Within the listing, how many lines hold the word "GoodsReceiptDraft"? Give the number by itself.
[Opening ENTRIES PROVIDED section]
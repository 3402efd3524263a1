use std::str::FromStr;

use serde::{Deserialize, Serialize};
use stockledger_core::AppError;

/// Record operations enforced by application policy checks.
#[derive(Debug, Clone, Copy, PartialEq, Eq, Hash, Serialize, Deserialize)]
#[serde(rename_all = "snake_case")]
pub enum RecordOperation {
    /// Enumerating records for an entity.
    List,
    /// Creating a record.
    Create,
    /// Reading a single record.
    Read,
    /// Replacing the mutable fields of a record.
    Update,
    /// Removing a record.
    Delete,
}

impl RecordOperation {
    /// Returns a stable storage value for this operation.
    #[must_use]
    pub fn as_str(&self) -> &'static str {
        match self {
            Self::List => "list",
            Self::Create => "create",
            Self::Read => "read",
            Self::Update => "update",
            Self::Delete => "delete",
        }
    }

    /// Returns all known operations.
    #[must_use]
    pub fn all() -> &'static [Self] {
        const ALL: &[RecordOperation] = &[
            RecordOperation::List,
            RecordOperation::Create,
            RecordOperation::Read,
            RecordOperation::Update,
            RecordOperation::Delete,
        ];

        ALL
    }
}

impl FromStr for RecordOperation {
    type Err = AppError;

    fn from_str(value: &str) -> Result<Self, Self::Err> {
        match value {
            "list" => Ok(Self::List),
            "create" => Ok(Self::Create),
            "read" => Ok(Self::Read),
            "update" => Ok(Self::Update),
            "delete" => Ok(Self::Delete),
            _ => Err(AppError::Validation(format!(
                "unknown record operation '{value}'"
            ))),
        }
    }
}

/// One role grant row: a role may perform an operation on an entity type.
#[derive(Debug, Clone, PartialEq, Eq)]
pub struct RoleGrant {
    /// Role name the grant is attached to.
    pub role: String,
    /// Entity logical name the grant applies to.
    pub entity_logical_name: String,
    /// Operation permitted by the grant.
    pub operation: RecordOperation,
}

impl RoleGrant {
    /// Returns whether the grant permits an operation on an entity.
    #[must_use]
    pub fn permits(&self, entity_logical_name: &str, operation: RecordOperation) -> bool {
        self.entity_logical_name == entity_logical_name && self.operation == operation
    }
}

/// Stable audit actions emitted by record write paths.
#[derive(Debug, Clone, Copy, PartialEq, Eq, Hash, Serialize, Deserialize)]
#[serde(rename_all = "snake_case")]
pub enum AuditAction {
    /// Emitted when a record is created.
    RecordCreated,
    /// Emitted when a record is updated.
    RecordUpdated,
    /// Emitted when a record is deleted.
    RecordDeleted,
}

impl AuditAction {
    /// Returns a stable storage value for this action.
    #[must_use]
    pub fn as_str(&self) -> &'static str {
        match self {
            Self::RecordCreated => "record.created",
            Self::RecordUpdated => "record.updated",
            Self::RecordDeleted => "record.deleted",
        }
    }
}
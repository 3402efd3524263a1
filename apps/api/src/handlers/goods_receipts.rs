use std::collections::BTreeMap;

use axum::Json;
use axum::extract::{Extension, Path, Query, State};
use stockledger_application::{RelationIncludes, translate_list_request, translate_relation_includes};
use stockledger_core::{AppError, UserIdentity};
use stockledger_domain::{RecordId, goods_receipt_schema};

use crate::dto::GoodsReceiptResponse;
use crate::error::ApiResult;
use crate::state::AppState;

const GOODS_RECEIPTS_ROUTE: &str = "goods-receipts";

#[derive(Debug, serde::Deserialize)]
pub struct RecordIncludeQuery {
    pub relations: Option<String>,
}

pub async fn list_goods_receipts_handler(
    State(state): State<AppState>,
    Extension(user): Extension<UserIdentity>,
    Query(params): Query<BTreeMap<String, String>>,
) -> ApiResult<Json<Vec<GoodsReceiptResponse>>> {
    let translated = translate_list_request(GOODS_RECEIPTS_ROUTE, &params)?;

    let records = state
        .record_service
        .list(&user, translated.query)
        .await?
        .into_iter()
        .map(GoodsReceiptResponse::from)
        .collect();

    Ok(Json(records))
}

pub async fn create_goods_receipt_handler(
    State(state): State<AppState>,
    Extension(user): Extension<UserIdentity>,
    Json(payload): Json<serde_json::Value>,
) -> ApiResult<Json<GoodsReceiptResponse>> {
    let record = state.record_service.create(&user, &payload).await?;

    Ok(Json(GoodsReceiptResponse::from(record)))
}

pub async fn get_goods_receipt_handler(
    State(state): State<AppState>,
    Extension(user): Extension<UserIdentity>,
    Path(record_id): Path<String>,
    Query(query): Query<RecordIncludeQuery>,
) -> ApiResult<Json<GoodsReceiptResponse>> {
    let record_id = parse_record_id(record_id.as_str())?;
    let includes = relation_includes(query)?;

    let record = state.record_service.get(&user, record_id, includes).await?;

    Ok(Json(GoodsReceiptResponse::from(record)))
}

pub async fn update_goods_receipt_handler(
    State(state): State<AppState>,
    Extension(user): Extension<UserIdentity>,
    Path(record_id): Path<String>,
    Json(payload): Json<serde_json::Value>,
) -> ApiResult<Json<GoodsReceiptResponse>> {
    let record_id = parse_record_id(record_id.as_str())?;

    let record = state
        .record_service
        .update(&user, record_id, &payload)
        .await?;

    Ok(Json(GoodsReceiptResponse::from(record)))
}

pub async fn delete_goods_receipt_handler(
    State(state): State<AppState>,
    Extension(user): Extension<UserIdentity>,
    Path(record_id): Path<String>,
) -> ApiResult<Json<GoodsReceiptResponse>> {
    let record_id = parse_record_id(record_id.as_str())?;

    let record = state.record_service.delete(&user, record_id).await?;

    Ok(Json(GoodsReceiptResponse::from(record)))
}

// Malformed identifiers surface as the same not-found signal as unknown ones.
fn parse_record_id(raw: &str) -> Result<RecordId, AppError> {
    RecordId::parse(raw)
        .map_err(|_| AppError::NotFound(format!("goods receipt '{raw}' does not exist")))
}

fn relation_includes(query: RecordIncludeQuery) -> Result<RelationIncludes, AppError> {
    match query.relations {
        Some(hint) => translate_relation_includes(goods_receipt_schema(), hint.as_str()),
        None => Ok(RelationIncludes::default()),
    }
}
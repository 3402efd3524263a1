use async_trait::async_trait;
use chrono::{DateTime, NaiveDate, Utc};
use sqlx::{FromRow, PgPool, Postgres, QueryBuilder};
use stockledger_application::{RecordQuery, RecordRepository, RelationIncludes};
use stockledger_core::{AppError, AppResult, TenantId};
use stockledger_domain::{
    GoodsReceipt, GoodsReceiptDraft, RecordId, RelatedOrganization, RelatedUser,
};
use uuid::Uuid;

/// PostgreSQL-backed goods-receipt repository.
#[derive(Clone)]
pub struct PostgresRecordRepository {
    pool: PgPool,
}

impl PostgresRecordRepository {
    /// Creates a repository with the provided connection pool.
    #[must_use]
    pub fn new(pool: PgPool) -> Self {
        Self { pool }
    }
}

#[derive(Debug, FromRow)]
struct GoodsReceiptRow {
    id: Uuid,
    po_date: NaiveDate,
    po_value: i64,
    po_number: i64,
    user_id: Option<String>,
    organization_id: Option<String>,
    created_at: DateTime<Utc>,
    updated_at: DateTime<Utc>,
    related_user_id: Option<String>,
    related_user_email: Option<String>,
    related_organization_id: Option<String>,
    related_organization_name: Option<String>,
}

fn goods_receipt_from_row(row: GoodsReceiptRow, includes: RelationIncludes) -> GoodsReceipt {
    let user = includes
        .user
        .then(|| {
            row.related_user_id
                .zip(row.related_user_email)
                .map(|(id, email)| RelatedUser { id, email })
        })
        .flatten();

    let organization = includes
        .organization
        .then(|| {
            row.related_organization_id
                .zip(row.related_organization_name)
                .map(|(id, name)| RelatedOrganization { id, name })
        })
        .flatten();

    GoodsReceipt::new(
        RecordId::from_uuid(row.id),
        row.po_date,
        row.po_value,
        row.po_number,
        row.user_id,
        row.organization_id,
        row.created_at,
        row.updated_at,
        user,
        organization,
    )
}

const SELECT_WITH_RELATIONS: &str = r#"
    SELECT g.id, g.po_date, g.po_value, g.po_number, g.user_id, g.organization_id,
           g.created_at, g.updated_at,
           u.id AS related_user_id, u.email AS related_user_email,
           o.id AS related_organization_id, o.name AS related_organization_name
    FROM goods_receipts g
    LEFT JOIN users u ON u.id = g.user_id
    LEFT JOIN organizations o ON o.id = g.organization_id
"#;

#[async_trait]
impl RecordRepository for PostgresRecordRepository {
    async fn list_records(
        &self,
        tenant_id: TenantId,
        query: RecordQuery,
    ) -> AppResult<Vec<GoodsReceipt>> {
        let mut builder = QueryBuilder::<Postgres>::new(SELECT_WITH_RELATIONS);
        builder.push(" WHERE g.tenant_id = ");
        builder.push_bind(tenant_id.as_uuid());

        for filter in &query.filters {
            match filter.field_logical_name.as_str() {
                "id" => {
                    let record_id = RecordId::parse(filter.value.as_str())?;
                    builder.push(" AND g.id = ");
                    builder.push_bind(record_id.as_uuid());
                }
                "user_id" => {
                    builder.push(" AND g.user_id = ");
                    builder.push_bind(filter.value.clone());
                }
                "organization_id" => {
                    builder.push(" AND g.organization_id = ");
                    builder.push_bind(filter.value.clone());
                }
                other => {
                    return Err(AppError::Validation(format!(
                        "unsupported filter field '{other}'"
                    )));
                }
            }
        }

        builder.push(" ORDER BY g.created_at DESC, g.id");

        if let Some(limit) = query.limit {
            let limit = i64::try_from(limit).map_err(|error| {
                AppError::Validation(format!("invalid record list limit: {error}"))
            })?;
            builder.push(" LIMIT ");
            builder.push_bind(limit);
        }

        if query.offset > 0 {
            let offset = i64::try_from(query.offset).map_err(|error| {
                AppError::Validation(format!("invalid record list offset: {error}"))
            })?;
            builder.push(" OFFSET ");
            builder.push_bind(offset);
        }

        let rows = builder
            .build_query_as::<GoodsReceiptRow>()
            .fetch_all(&self.pool)
            .await
            .map_err(|error| {
                AppError::Internal(format!(
                    "failed to list goods receipts in tenant '{tenant_id}': {error}"
                ))
            })?;

        Ok(rows
            .into_iter()
            .map(|row| goods_receipt_from_row(row, query.includes))
            .collect())
    }

    async fn find_record(
        &self,
        tenant_id: TenantId,
        record_id: RecordId,
        includes: RelationIncludes,
    ) -> AppResult<Option<GoodsReceipt>> {
        let mut builder = QueryBuilder::<Postgres>::new(SELECT_WITH_RELATIONS);
        builder.push(" WHERE g.tenant_id = ");
        builder.push_bind(tenant_id.as_uuid());
        builder.push(" AND g.id = ");
        builder.push_bind(record_id.as_uuid());

        let row = builder
            .build_query_as::<GoodsReceiptRow>()
            .fetch_optional(&self.pool)
            .await
            .map_err(|error| {
                AppError::Internal(format!(
                    "failed to find goods receipt '{record_id}' in tenant '{tenant_id}': {error}"
                ))
            })?;

        Ok(row.map(|row| goods_receipt_from_row(row, includes)))
    }

    async fn create_record(
        &self,
        tenant_id: TenantId,
        draft: GoodsReceiptDraft,
    ) -> AppResult<GoodsReceipt> {
        let row = sqlx::query_as::<_, GoodsReceiptRow>(
            r#"
            INSERT INTO goods_receipts (id, tenant_id, po_date, po_value, po_number, user_id, organization_id)
            VALUES ($1, $2, $3, $4, $5, $6, $7)
            RETURNING id, po_date, po_value, po_number, user_id, organization_id,
                      created_at, updated_at,
                      NULL::TEXT AS related_user_id, NULL::TEXT AS related_user_email,
                      NULL::TEXT AS related_organization_id, NULL::TEXT AS related_organization_name
            "#,
        )
        .bind(Uuid::new_v4())
        .bind(tenant_id.as_uuid())
        .bind(draft.po_date())
        .bind(draft.po_value())
        .bind(draft.po_number())
        .bind(draft.user_id())
        .bind(draft.organization_id())
        .fetch_one(&self.pool)
        .await
        .map_err(|error| {
            AppError::Internal(format!(
                "failed to create goods receipt in tenant '{tenant_id}': {error}"
            ))
        })?;

        Ok(goods_receipt_from_row(row, RelationIncludes::default()))
    }

    async fn update_record(
        &self,
        tenant_id: TenantId,
        record_id: RecordId,
        draft: GoodsReceiptDraft,
    ) -> AppResult<Option<GoodsReceipt>> {
        let row = sqlx::query_as::<_, GoodsReceiptRow>(
            r#"
            UPDATE goods_receipts
            SET po_date = $3, po_value = $4, po_number = $5,
                user_id = $6, organization_id = $7, updated_at = now()
            WHERE tenant_id = $1 AND id = $2
            RETURNING id, po_date, po_value, po_number, user_id, organization_id,
                      created_at, updated_at,
                      NULL::TEXT AS related_user_id, NULL::TEXT AS related_user_email,
                      NULL::TEXT AS related_organization_id, NULL::TEXT AS related_organization_name
            "#,
        )
        .bind(tenant_id.as_uuid())
        .bind(record_id.as_uuid())
        .bind(draft.po_date())
        .bind(draft.po_value())
        .bind(draft.po_number())
        .bind(draft.user_id())
        .bind(draft.organization_id())
        .fetch_optional(&self.pool)
        .await
        .map_err(|error| {
            AppError::Internal(format!(
                "failed to update goods receipt '{record_id}' in tenant '{tenant_id}': {error}"
            ))
        })?;

        Ok(row.map(|row| goods_receipt_from_row(row, RelationIncludes::default())))
    }

    async fn delete_record(
        &self,
        tenant_id: TenantId,
        record_id: RecordId,
    ) -> AppResult<Option<GoodsReceipt>> {
        let row = sqlx::query_as::<_, GoodsReceiptRow>(
            r#"
            DELETE FROM goods_receipts
            WHERE tenant_id = $1 AND id = $2
            RETURNING id, po_date, po_value, po_number, user_id, organization_id,
                      created_at, updated_at,
                      NULL::TEXT AS related_user_id, NULL::TEXT AS related_user_email,
                      NULL::TEXT AS related_organization_id, NULL::TEXT AS related_organization_name
            "#,
        )
        .bind(tenant_id.as_uuid())
        .bind(record_id.as_uuid())
        .fetch_optional(&self.pool)
        .await
        .map_err(|error| {
            AppError::Internal(format!(
                "failed to delete goods receipt '{record_id}' in tenant '{tenant_id}': {error}"
            ))
        })?;

        Ok(row.map(|row| goods_receipt_from_row(row, RelationIncludes::default())))
    }
}
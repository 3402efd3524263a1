use std::fmt::{Display, Formatter};
use std::str::FromStr;

use chrono::{DateTime, NaiveDate, Utc};
use serde::{Deserialize, Serialize};
use serde_json::Value;
use stockledger_core::{AppError, AppResult};
use uuid::Uuid;

use crate::schema::goods_receipt_schema;

/// Opaque record identifier assigned by storage on creation.
#[derive(Debug, Clone, Copy, PartialEq, Eq, Hash, Serialize, Deserialize)]
pub struct RecordId(Uuid);

impl RecordId {
    /// Creates a random record identifier.
    #[must_use]
    pub fn new() -> Self {
        Self(Uuid::new_v4())
    }

    /// Creates a record identifier from an existing UUID value.
    #[must_use]
    pub fn from_uuid(value: Uuid) -> Self {
        Self(value)
    }

    /// Parses a transport value into a record identifier.
    pub fn parse(value: &str) -> AppResult<Self> {
        Uuid::parse_str(value)
            .map(Self)
            .map_err(|error| AppError::Validation(format!("invalid record id '{value}': {error}")))
    }

    /// Returns the underlying UUID value.
    #[must_use]
    pub fn as_uuid(&self) -> Uuid {
        self.0
    }
}

impl Default for RecordId {
    fn default() -> Self {
        Self::new()
    }
}

impl Display for RecordId {
    fn fmt(&self, formatter: &mut Formatter<'_>) -> std::fmt::Result {
        write!(formatter, "{}", self.0)
    }
}

/// Related user projection resolved by a storage-side join.
#[derive(Debug, Clone, PartialEq, Eq, Serialize, Deserialize)]
pub struct RelatedUser {
    /// Stable user identifier.
    pub id: String,
    /// User email address.
    pub email: String,
}

/// Related organization projection resolved by a storage-side join.
#[derive(Debug, Clone, PartialEq, Eq, Serialize, Deserialize)]
pub struct RelatedOrganization {
    /// Stable organization identifier.
    pub id: String,
    /// Organization display name.
    pub name: String,
}

/// Validated write payload for a goods receipt.
///
/// Constructing a draft is the only way payload data reaches storage, so the
/// declarative rule set in [`goods_receipt_schema`] is applied exactly once
/// per write.
#[derive(Debug, Clone, PartialEq, Eq)]
pub struct GoodsReceiptDraft {
    po_date: NaiveDate,
    po_value: i64,
    po_number: i64,
    user_id: Option<String>,
    organization_id: Option<String>,
}

impl GoodsReceiptDraft {
    /// Validates a JSON write payload and extracts the typed draft.
    pub fn from_payload(payload: &Value) -> AppResult<Self> {
        let schema = goods_receipt_schema();
        schema.validate_payload(payload)?;

        let object = payload.as_object().ok_or_else(|| {
            AppError::Validation(format!(
                "{} payload must be a JSON object",
                schema.entity_logical_name()
            ))
        })?;

        Ok(Self {
            po_date: required_date(object, "po_date")?,
            po_value: required_integer(object, "po_value")?,
            po_number: required_integer(object, "po_number")?,
            user_id: optional_text(object, "user_id"),
            organization_id: optional_text(object, "organization_id"),
        })
    }

    /// Returns the purchase-order date.
    #[must_use]
    pub fn po_date(&self) -> NaiveDate {
        self.po_date
    }

    /// Returns the purchase-order value.
    #[must_use]
    pub fn po_value(&self) -> i64 {
        self.po_value
    }

    /// Returns the purchase-order number.
    #[must_use]
    pub fn po_number(&self) -> i64 {
        self.po_number
    }

    /// Returns the optional linked user identifier.
    #[must_use]
    pub fn user_id(&self) -> Option<&str> {
        self.user_id.as_deref()
    }

    /// Returns the optional linked organization identifier.
    #[must_use]
    pub fn organization_id(&self) -> Option<&str> {
        self.organization_id.as_deref()
    }
}

fn required_date(object: &serde_json::Map<String, Value>, name: &str) -> AppResult<NaiveDate> {
    object
        .get(name)
        .and_then(Value::as_str)
        .map(NaiveDate::from_str)
        .transpose()
        .map_err(|error| AppError::Validation(format!("{name} must be a calendar date: {error}")))?
        .ok_or_else(|| AppError::Validation(format!("{name} is required")))
}

fn required_integer(object: &serde_json::Map<String, Value>, name: &str) -> AppResult<i64> {
    object
        .get(name)
        .and_then(Value::as_i64)
        .ok_or_else(|| AppError::Validation(format!("{name} is required")))
}

fn optional_text(object: &serde_json::Map<String, Value>, name: &str) -> Option<String> {
    object
        .get(name)
        .and_then(Value::as_str)
        .map(str::to_owned)
}

/// Persisted goods receipt, including storage-owned identity and timestamps.
#[derive(Debug, Clone, PartialEq, Serialize, Deserialize)]
pub struct GoodsReceipt {
    id: RecordId,
    po_date: NaiveDate,
    po_value: i64,
    po_number: i64,
    user_id: Option<String>,
    organization_id: Option<String>,
    created_at: DateTime<Utc>,
    updated_at: DateTime<Utc>,
    user: Option<RelatedUser>,
    organization: Option<RelatedOrganization>,
}

impl GoodsReceipt {
    /// Assembles a persisted record projection.
    #[must_use]
    #[allow(clippy::too_many_arguments)]
    pub fn new(
        id: RecordId,
        po_date: NaiveDate,
        po_value: i64,
        po_number: i64,
        user_id: Option<String>,
        organization_id: Option<String>,
        created_at: DateTime<Utc>,
        updated_at: DateTime<Utc>,
        user: Option<RelatedUser>,
        organization: Option<RelatedOrganization>,
    ) -> Self {
        Self {
            id,
            po_date,
            po_value,
            po_number,
            user_id,
            organization_id,
            created_at,
            updated_at,
            user,
            organization,
        }
    }

    /// Returns the storage-assigned record identifier.
    #[must_use]
    pub fn id(&self) -> RecordId {
        self.id
    }

    /// Returns the purchase-order date.
    #[must_use]
    pub fn po_date(&self) -> NaiveDate {
        self.po_date
    }

    /// Returns the purchase-order value.
    #[must_use]
    pub fn po_value(&self) -> i64 {
        self.po_value
    }

    /// Returns the purchase-order number.
    #[must_use]
    pub fn po_number(&self) -> i64 {
        self.po_number
    }

    /// Returns the optional linked user identifier.
    #[must_use]
    pub fn user_id(&self) -> Option<&str> {
        self.user_id.as_deref()
    }

    /// Returns the optional linked organization identifier.
    #[must_use]
    pub fn organization_id(&self) -> Option<&str> {
        self.organization_id.as_deref()
    }

    /// Returns the storage-owned creation timestamp.
    #[must_use]
    pub fn created_at(&self) -> DateTime<Utc> {
        self.created_at
    }

    /// Returns the storage-owned last-update timestamp.
    #[must_use]
    pub fn updated_at(&self) -> DateTime<Utc> {
        self.updated_at
    }

    /// Returns the included user relation, when the query asked for it.
    #[must_use]
    pub fn user(&self) -> Option<&RelatedUser> {
        self.user.as_ref()
    }

    /// Returns the included organization relation, when the query asked for it.
    #[must_use]
    pub fn organization(&self) -> Option<&RelatedOrganization> {
        self.organization.as_ref()
    }
}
[Closing ENTRIES PROVIDED section]
*WRITTEN RESPONSE*.
5